Content starts
impl Validator {
    fn reject(&mut self, field: Field, code: ViolationCode, message: impl Into<String>) {
        self.violations.push(FieldViolation::new(field, code, message));
    }

    fn present(&mut self, field: Field, value: Option<f64>) -> Option<f64> {
        match value {
            None => {
                self.reject(field, ViolationCode::Missing, "field is required");
                None
            }
            Some(x) if !x.is_finite() => {
                self.reject(field, ViolationCode::NotFinite, "value must be a finite number");
                None
            }
            Some(x) => Some(x),
        }
    }

    fn non_negative_real(&mut self, field: Field, value: Option<f64>) -> Option<f64> {
        let x = self.present(field, value)?;
        if x < 0.0 {
            self.reject(field, ViolationCode::Negative, format!("{} must not be negative", x));
            return None;
        }
        Some(x)
    }

    fn non_negative_integer(&mut self, field: Field, value: Option<f64>) -> Option<u32> {
        let x = self.non_negative_real(field, value)?;
        if x.fract() != 0.0 {
            self.reject(field, ViolationCode::NotInteger, format!("{} is not a whole number", x));
            return None;
        }
        if x > f64::from(u32::MAX) {
            self.reject(field, ViolationCode::OutOfDomain, format!("{} is too large", x));
            return None;
        }
        Some(x as u32)
    }

    fn choice<T: TryFrom<u8>>(&mut self, field: Field, value: Option<f64>, allowed: &str) -> Option<T> {
        let x = self.present(field, value)?;
        let parsed = if x.fract() == 0.0 && (0.0..=f64::from(u8::MAX)).contains(&x) {
            T::try_from(x as u8).ok()
        } else {
            None
        };
        if parsed.is_none() {
            self.reject(field, ViolationCode::OutOfDomain, format!("{} is not one of {}", x, allowed));
        }
        parsed
    }

    fn flag(&mut self, field: Field, value: Option<f64>) -> Option<bool> {
        let x = self.present(field, value)?;
        if x == 0.0 {
            Some(false)
        } else if x == 1.0 {
            Some(true)
        } else {
            self.reject(field, ViolationCode::OutOfDomain, format!("{} is not one of 0 or 1", x));
            None
        }
    }
}

#[cfg(test)]
mod tests {
    use super::*;

    fn complete_input() -> RiskRecordInput {
        RiskRecordInput {
            gender: Some(1.0),
            age_years: Some(52.0),
            bmi: Some(27.4),
            pulse_pressure: Some(40.0),
            mean_arterial_pressure: Some(93.3),
            systolic_diastolic_ratio: Some(1.5),
            cholesterol: Some(1.0),
            glucose: Some(1.0),
            smoker: Some(0.0),
            alcohol: Some(0.0),
            physically_active: Some(1.0),
        }
    }

    fn codes(err: RecordError) -> Vec<(Field, ViolationCode)> {
        match err {
            RecordError::Invalid(v) => v.into_iter().map(|v| (v.field, v.code)).collect(),
        }
    }

    #[test]
    fn test_valid_input_builds_record() {
        let record = complete_input().validate().unwrap();
        assert_eq!(record.gender(), Gender::Female);
        assert_eq!(record.age_years(), 52);
        assert_eq!(record.pulse_pressure(), 40);
        assert_eq!(record.cholesterol(), Level::Normal);
        assert!(record.physically_active());
        assert!(!record.smoker());
    }

    #[test]
    fn test_features_follow_model_column_order() {
        let record = complete_input().validate().unwrap();
        assert_eq!(
            record.to_features(),
            [1.0, 52.0, 27.4, 40.0, 93.3, 1.5, 1.0, 1.0, 0.0, 0.0, 1.0]
        );
        for (i, field) in Field::ALL.iter().enumerate() {
            assert_eq!(field.index(), i);
            assert_eq!(field.feature_name(), FEATURE_NAMES[i]);
        }
    }

    #[test]
    fn test_all_violations_are_collected() {
        let input = RiskRecordInput {
            gender: Some(2.0),
            bmi: Some(-1.0),
            age_years: Some(40.5),
            smoker: None,
            mean_arterial_pressure: Some(f64::NAN),
            ..complete_input()
        };
        let found = codes(input.validate().unwrap_err());
        assert_eq!(
            found,
            vec![
                (Field::Gender, ViolationCode::OutOfDomain),
                (Field::AgeYears, ViolationCode::NotInteger),
                (Field::Bmi, ViolationCode::Negative),
                (Field::MeanArterialPressure, ViolationCode::NotFinite),
                (Field::Smoker, ViolationCode::Missing),
            ]
        );
    }

    #[test]
    fn test_empty_input_reports_every_field_missing() {
        let found = codes(RiskRecordInput::default().validate().unwrap_err());
        assert_eq!(found.len(), FEATURE_COUNT);
        assert!(found.iter().all(|(_, code)| *code == ViolationCode::Missing));
    }

    #[test]
    fn test_level_out_of_domain() {
        let input = RiskRecordInput {
            cholesterol: Some(0.0),
            glucose: Some(4.0),
            ..complete_input()
        };
        let found = codes(input.validate().unwrap_err());
        assert_eq!(
            found,
            vec![
                (Field::Cholesterol, ViolationCode::OutOfDomain),
                (Field::Glucose, ViolationCode::OutOfDomain),
            ]
        );
    }

    #[test]
    fn test_zero_values_are_accepted() {
        let input = RiskRecordInput {
            age_years: Some(0.0),
            bmi: Some(0.0),
            pulse_pressure: Some(0.0),
            ..complete_input()
        };
        assert!(input.validate().is_ok());
    }

    #[test]
    fn test_deserialize_accepts_model_column_names() {
        let json = r#"{
            "gender": 0, "age_years": 61, "bmi": 31.2,
            "tekanan_denyut_nadi": 55, "tekanan_arteri_ratarata": 105.0,
            "sys_dsys_ratio": 1.6, "cholesterol": 3, "gluc": 2,
            "smoke": 1, "alco": 0, "active": 0
        }"#;
        let input: RiskRecordInput = serde_json::from_str(json).unwrap();
        let record = input.validate().unwrap();
        assert_eq!(record.pulse_pressure(), 55);
        assert_eq!(record.glucose(), Level::AboveNormal);
        assert!(record.smoker());
    }

    #[test]
    fn test_from_pairs_reports_unparseable_and_missing() {
        let pairs = vec![
            ("gender", "0"),
            ("age_years", "abc"),
            ("bmi", "22,5"),
            ("tekanan_denyut_nadi", "45"),
            ("mean_arterial_pressure", "90"),
            ("systolic_diastolic_ratio", "1.3"),
            ("cholesterol", "1"),
            ("glucose", ""),
            ("smoker", "0"),
            ("alcohol", "0"),
            ("physically_active", "1"),
            ("csrf", "ignored"),
        ];
        let found = codes(RiskRecord::from_pairs(pairs).unwrap_err());
        assert_eq!(
            found,
            vec![
                (Field::AgeYears, ViolationCode::Unparseable),
                (Field::Glucose, ViolationCode::Missing),
            ]
        );
    }

    #[test]
    fn test_from_pairs_builds_record() {
        let input = complete_input();
        let values: Vec<(String, String)> = Field::ALL
            .iter()
            .map(|f| (f.name().to_string(), input.get(*f).unwrap().to_string()))
            .collect();
        let record =
            RiskRecord::from_pairs(values.iter().map(|(k, v)| (k.as_str(), v.as_str()))).unwrap();
        assert_eq!(record, input.validate().unwrap());
    }

    #[test]
    fn test_record_serializes_flags_as_numbers() {
        let record = complete_input().validate().unwrap();
        let value = serde_json::to_value(&record).unwrap();
        assert_eq!(value["gender"], 1);
        assert_eq!(value["cholesterol"], 1);
        assert_eq!(value["physically_active"], 1);
        assert_eq!(value["smoker"], 0);
    }

    #[test]
    fn test_merge_missing_prefers_existing_values() {
        let partial = RiskRecordInput {
            bmi: Some(35.0),
            ..Default::default()
        };
        let merged = partial.merge_missing(&complete_input());
        assert_eq!(merged.bmi, Some(35.0));
        assert_eq!(merged.age_years, Some(52.0));
        assert!(merged.validate().is_ok());
    }

    #[test]
    fn test_input_round_trips_through_record() {
        let record = complete_input().validate().unwrap();
        let back = RiskRecordInput::from(&record);
        assert_eq!(back.validate().unwrap(), record);
    }
}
Content ends
WORK TASK:
Work out how many lines of the material above contain the word "Option", then give only that figure.

THE COMPLETED TASK:
5